Novel autophagy inducers lentztrehaloses A, B and C

 

Trehalose has widespread use as a sweetener, humectant and stabilizer, and is now attracting attention as a promising candidate for the treatment of neurodegenerative diseases as it is an autophagy inducer and chemical chaperone. However, the bioavailability of trehalose is low because it is digested by the hydrolyzing enzyme trehalase, expressed in the intestine and kidney. Enzyme-stable analogs of trehalose would potentially solve this problem. We have previously reported an enzyme-stable analog of trehalose, lentztrehalose, and herein report two new analogs. The original lentztrehalose has been renamed lentztrehalose A and the analogs named lentztrehaloses B and C. Lentztrehalose B is a di-dehydroxylated analog and lentztrehalose C is a cyclized analog of lentztrehalose A. All the lentztrehaloses are only minimally hydrolyzed by mammalian trehalase.

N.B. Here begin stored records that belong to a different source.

impl<A, T> PrefabFactory<A, T>
where
    A: Args,
    T: Send + Sync + 'static,
{
    /// A factory spawning `prefab` below `current`, without pooling and with
    /// a pool registry of its own.
    pub fn new(host: Arc<dyn SceneHost>, current: Option<LifetimeScope>, prefab: Prefab) -> Self {
        let registry = Arc::new(PoolRegistry::new(host.clone()));
        Self {
            spawner: ScopedSpawner::new(host, current),
            prefab,
            registry,
            observers: Observers::new(),
            disposed: AtomicBool::new(false),
            _marker: PhantomData,
        }
    }

    pub fn with_pool_settings(self, settings: PoolSettings) -> Self {
        self.set_pool_settings(Some(settings));
        self
    }

    /// Keeps this factory's pool in `registry`, shared with every other
    /// factory handed the same registry. Settings already applied move over.
    ///
    /// The registry must use the same [`SceneHost`] as the factory.
    pub fn with_pool_registry(mut self, registry: Arc<PoolRegistry>) -> Self {
        let key = self.prefab.id();
        let settings = self.registry.settings(key);
        self.registry.teardown(key);
        self.registry = registry;
        if settings.is_some() {
            self.registry.configure(key, settings);
        }
        self
    }

    pub fn add_observer(&mut self, observer: Arc<dyn PoolObserver>) {
        self.observers.push(observer);
    }

    pub(crate) fn with_observers(mut self, observers: Vec<Arc<dyn PoolObserver>>) -> Self {
        self.observers = Observers::from_vec(observers);
        self
    }

    pub fn prefab(&self) -> &Prefab {
        &self.prefab
    }

    pub fn pool_registry(&self) -> &Arc<PoolRegistry> {
        &self.registry
    }

    pub fn pool_settings(&self) -> Option<PoolSettings> {
        self.registry.settings(self.prefab.id())
    }

    /// Turns pooling on, off, or changes its settings. Any change discards
    /// the previous pool.
    pub fn set_pool_settings(&self, settings: Option<PoolSettings>) {
        if self.registry.configure(self.prefab.id(), settings) {
            tracing::debug!(prefab = self.prefab.name(), "pool settings applied");
        }
    }

    /// Inactive instances waiting for reuse.
    pub fn pooled_count(&self) -> usize {
        self.registry.pooled_count(self.prefab.id())
    }

    pub fn is_disposed(&self) -> bool {
        self.disposed.load(Ordering::Acquire)
    }

    /// Spawns an instance at `placement`.
    pub fn create(&self, args: A, placement: Placement) -> DiResult<Spawned<T>> {
        if self.is_disposed() {
            return Err(DiError::Disposed(format!("factory for '{}'", self.prefab.name())));
        }
        if self.registry.is_pooling(self.prefab.id()) {
            self.create_pooled(args, &placement)
        } else {
            self.create_unpooled(args, &placement)
        }
    }

    /// Spawns at a world position and rotation, optionally under `parent`.
    pub fn create_at(&self, args: A, position: Vec3, rotation: Quat, parent: Option<NodeId>) -> DiResult<Spawned<T>> {
        self.create(args, Placement::World { position, rotation, parent })
    }

    /// Spawns under `parent`.
    pub fn create_under(&self, args: A, parent: NodeId, keep_world_position: bool) -> DiResult<Spawned<T>> {
        self.create(args, Placement::Parent { parent, keep_world_position })
    }

    fn create_unpooled(&self, args: A, placement: &Placement) -> DiResult<Spawned<T>> {
        let extra: Vec<Box<dyn Installer>> = vec![Box::new(ParameterInstaller::new(args))];
        let result = self.spawner.spawn::<T>(&self.prefab, placement, extra)?;
        self.observers.spawned(self.prefab.name(), false);
        Ok(Spawned {
            value: result.output,
            node: result.node,
            scope: result.scope,
            despawner: None,
            reused: false,
        })
    }

    fn create_pooled(&self, args: A, placement: &Placement) -> DiResult<Spawned<T>> {
        let key = self.prefab.id();
        let host = self.spawner.host();

        let (instance, reused) = match self.registry.pop(key) {
            Some(instance) => match reactivate(host.as_ref(), &instance, placement) {
                Ok(()) => (instance, true),
                Err(err) => {
                    instance.destroy(host.as_ref());
                    return Err(err);
                }
            },
            None => (self.fresh(placement)?, false),
        };

        let value = match instance.output.clone().downcast::<T>() {
            Ok(value) => value,
            Err(_) => {
                instance.destroy(host.as_ref());
                return Err(DiError::TypeMismatch(std::any::type_name::<T>()));
            }
        };

        let node = instance.node;
        let scope = instance.scope.clone();
        let targets = instance.targets.clone();
        let despawner = Despawner::new(self.prefab.name(), self.releaser(instance));

        dispatch_spawn(&*targets, &despawner, &args, self.prefab.name(), &self.observers);
        tracing::debug!(prefab = self.prefab.name(), reused, handlers = targets.len(), "spawned pooled instance");
        self.observers.spawned(self.prefab.name(), reused);

        Ok(Spawned { value, node, scope, despawner: Some(despawner), reused })
    }

    /// Builds a new instance for the pool. Arguments are not installed.
    fn fresh(&self, placement: &Placement) -> DiResult<PooledInstance> {
        let host = self.spawner.host();
        let result = self.spawner.spawn::<T>(&self.prefab, placement, Vec::new())?;
        let targets = LifecycleTargets::for_instance::<A>(
            host.as_ref(),
            result.scope.as_ref(),
            result.node,
            identity_of(&result.output),
        );
        match targets {
            Ok(targets) => Ok(PooledInstance {
                output: result.output as AnyArc,
                node: result.node,
                scope: result.scope,
                targets: Arc::new(targets),
            }),
            Err(err) => {
                match result.scope {
                    Some(scope) => scope.dispose(),
                    None => host.destroy(result.node),
                }
                Err(err)
            }
        }
    }

    fn releaser(&self, instance: PooledInstance) -> ReleaseFn {
        let registry = self.registry.clone();
        let observers = self.observers.clone();
        let prefab = self.prefab.name().to_string();
        let key = self.prefab.id();
        Box::new(move || {
            let targets = instance.targets.clone();
            dispatch_despawn(&targets, &prefab, &observers);
            let outcome = match registry.release(key, instance) {
                Ok(Release::Pooled) => DespawnOutcome::Pooled,
                Ok(Release::Destroyed) => DespawnOutcome::Destroyed,
                Err(err) => {
                    tracing::warn!(prefab = %prefab, error = %err, "could not park instance; destroyed it");
                    DespawnOutcome::Destroyed
                }
            };
            tracing::debug!(prefab = %prefab, ?outcome, "despawned");
            observers.despawned(&prefab, outcome);
            outcome
        })
    }

    /// Fills the pool with `prewarm_count` instances through the regular
    /// spawn and despawn paths. All instances are spawned before any is
    /// despawned, so the pool ends up holding `min(prewarm_count, max_count)`.
    /// Returns the number of instances spawned.
    pub fn prewarm(&self, args: A) -> DiResult<usize> {
        let Some(settings) = self.pool_settings() else {
            return Ok(0);
        };
        let mut warm = Vec::with_capacity(settings.prewarm_count);
        let mut failure = None;
        for _ in 0..settings.prewarm_count {
            match self.create(args.clone(), Placement::default()) {
                Ok(spawned) => warm.push(spawned),
                Err(err) => {
                    failure = Some(err);
                    break;
                }
            }
        }
        let count = warm.len();
        for spawned in &warm {
            spawned.despawn();
        }
        match failure {
            Some(err) => Err(err),
            None => {
                tracing::debug!(prefab = self.prefab.name(), count, "pool prewarmed");
                Ok(count)
            }
        }
    }

    /// Stops pooling and destroys the pool parent and every parked instance.
    /// Further `create` calls fail. Instances still out keep their
    /// despawners; despawning them destroys them.
    pub fn dispose(&self) {
        if self.disposed.swap(true, Ordering::AcqRel) {
            return;
        }
        let destroyed = self.registry.teardown(self.prefab.id());
        tracing::debug!(prefab = self.prefab.name(), destroyed, "factory disposed");
    }
}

The production of the lentztrehaloses is high in rather dry conditions and low in wet conditions. Lentztrehalose B shows a moderate antioxidative activity. These facts suggest that the lentztrehaloses are produced as humectants or protectants for the producer microorganism under severe environmental conditions. All the lentztrehaloses induce autophagy in human cancer cells at a comparable level to trehalose. Considering the enzyme-stability, these lentztrehaloses can be regarded as promising new drug candidates for the treatment of neurodegenerative diseases and other autophagy-related diseases, such as diabetes, arteriosclerosis, cancer and heart disease.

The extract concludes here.